As a teacher, I choose to explicitly teach subjects along with behavior management techniques.
The first couple of weeks of school are critical when establishing classroom behavior expectations. For those expectations, I use the book First Six Weeks of School by Paula Denton to guide my lesson plans as well as help create a positive learning environment. The book provides routines and expectations of classroom behavior for kindergarten through eighth grade relating I-messages, taking a break, and how to should respond to conflict.
In addition to explicitly teaching behavior and using the First Six Weeks Book I also explicitly teach the retelling techniques featured in Jan Richardson's The Next Step Forward in Guided Reading the Five Finger retell, SWBS (Somebody-Wanted- But- So Then) or B-M-E.
These are comprehension strategies can be used for students kindergarten through eighth grade during direct instruction or guided reading. After introducing these strategies to my students, some continued to struggle retelling stories when prompted. In response, I started using these strategies during conflicts to promote critical thinking.
When Conflict Arises…
Conflict usually arises when the students are working independently during centers, or at lunch or recess. These times should be enjoyable HOWEVER, something happens and it feels like the end of the world to the students.
What should you do? Your first step is to allow all the parties to calm down and breathe for about a minute because - let's face it, you cannot get anything out of students while they are angry and upset.
After they have calmed down it is time for students to have a small conference.
Conferences should not be long and should be geared towards practicing retelling/summarizing. For example, the following are the questions I ask:
- Who are the characters in your story?
- What is the setting?
- What is the problem in your story?
- What is the beginning? Middle? End?
- What do you think the solution should be?

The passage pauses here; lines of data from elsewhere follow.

use std::fmt;
use std::future::Future;

use crate::bundle::jwt::JwtBundle;
use crate::bundle::x509::X509Bundle;
use crate::bundle::{Bundle, BundleSet};
use crate::spiffe_id::SpiffeId;
use crate::svid::jwt::JwtSvid;
use crate::svid::x509::X509Svid;
use crate::svid::Document;
use crate::workload_api::{BundleStream, WorkloadApiClient, WorkloadApiError};

mod sealed {
    pub trait Sealed {}

    impl Sealed for super::Jwt {}
    impl Sealed for super::X509 {}
}

/// A family of SPIFFE documents and the bundles that verify them.
///
/// Selects what an [`IdentitySource`](super::IdentitySource) watches and
/// fetches. Implemented by [`Jwt`] and [`X509`]; sealed.
pub trait DocumentKind: sealed::Sealed + Send + Sync + 'static {
    /// Trust material for this kind.
    type Bundle: Bundle + fmt::Debug + PartialEq + Send + Sync + 'static;

    /// The identity document this kind fetches.
    type Document: Document<Bundle = Self::Bundle> + Send + Sync;

    /// Parameters of a one-shot document fetch.
    type Request: Send + Sync;

    /// Names the bundle half in errors, e.g. `"JWT bundle"`.
    const BUNDLE_LABEL: &'static str;

    /// Names the document half in errors, e.g. `"JWT SVID"`.
    const DOCUMENT_LABEL: &'static str;

    /// Fetches the current bundle set once.
    fn fetch_bundles(
        client: &WorkloadApiClient,
    ) -> impl Future<Output = Result<BundleSet<Self::Bundle>, WorkloadApiError>> + Send;

    /// Opens the bundle update stream.
    fn stream_bundles(
        client: &WorkloadApiClient,
    ) -> impl Future<Output = Result<BundleStream<Self::Bundle>, WorkloadApiError>> + Send;

    /// Fetches one document from the provider.
    fn fetch_document(
        client: &WorkloadApiClient,
        request: &Self::Request,
    ) -> impl Future<Output = Result<Self::Document, WorkloadApiError>> + Send;
}

/// JWT-SVIDs verified by JWT bundles.
#[derive(Debug, Clone, Copy)]
pub enum Jwt {}

/// X.509-SVIDs verified by X.509 bundles.
#[derive(Debug, Clone, Copy)]
pub enum X509 {}

/// Parameters of a JWT-SVID fetch.
#[derive(Debug, Clone, PartialEq, Eq)]
pub struct JwtSvidRequest {
    /// Identity to fetch for; `None` lets the provider pick the default.
    pub spiffe_id: Option<SpiffeId>,
    /// Requested audience, in order.
    pub audience: Vec<String>,
}

impl DocumentKind for Jwt {
    type Bundle = JwtBundle;
    type Document = JwtSvid;
    type Request = JwtSvidRequest;

    const BUNDLE_LABEL: &'static str = "JWT bundle";
    const DOCUMENT_LABEL: &'static str = "JWT SVID";

    async fn fetch_bundles(
        client: &WorkloadApiClient,
    ) -> Result<BundleSet<JwtBundle>, WorkloadApiError> {
        client.fetch_jwt_bundles().await
    }

    async fn stream_bundles(
        client: &WorkloadApiClient,
    ) -> Result<BundleStream<JwtBundle>, WorkloadApiError> {
        client.stream_jwt_bundles().await
    }

    async fn fetch_document(
        client: &WorkloadApiClient,
        request: &JwtSvidRequest,
    ) -> Result<JwtSvid, WorkloadApiError> {
        client
            .fetch_jwt_svid(&request.audience, request.spiffe_id.as_ref())
            .await
    }
}

impl DocumentKind for X509 {
    type Bundle = X509Bundle;
    type Document = X509Svid;
    type Request = Option<SpiffeId>;

    const BUNDLE_LABEL: &'static str = "X.509 bundle";
    const DOCUMENT_LABEL: &'static str = "X.509 SVID";

    async fn fetch_bundles(
        client: &WorkloadApiClient,
    ) -> Result<BundleSet<X509Bundle>, WorkloadApiError> {
        client.fetch_x509_bundles().await
    }

    async fn stream_bundles(
        client: &WorkloadApiClient,
    ) -> Result<BundleStream<X509Bundle>, WorkloadApiError> {
        client.stream_x509_bundles().await
    }

    async fn fetch_document(
        client: &WorkloadApiClient,
        request: &Option<SpiffeId>,
    ) -> Result<X509Svid, WorkloadApiError> {
        client.fetch_x509_svid(request.as_ref()).await
    }
}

Older kids they can choose to write about the incident on a graphic organizer, then discuss their solution to the problem. Younger students could have an entirely verbal conference.
Have students decide what the solution should be as long as a student is not hurt (and as long as they come up with an appropriate solution). Most of the time students will agree not to play with each other for a while, hug, apologize, or write an apology letter to each other.
Once the solution is made students have to agree to follow through. As a result, students are building a strong connection with each other, improving classroom atmosphere and becoming active problem solvers.
In my opinion, the students in our classrooms are nothing but little adults waiting to be loved and taught. Even classroom management needs to be done out of love because other than teaching them common core standards, we must educate them on reflecting and solving problems while learning from mistakes.
In addition, you can use every shared experience as a realistic learning opportunity so when students are “big adults” they are equipped to deal with conflicts, anger and frustration. Teaching discipline should not traumatize students. Instead, it should educate and provide lifetime solutions.
After reading this blog, tell me what you think...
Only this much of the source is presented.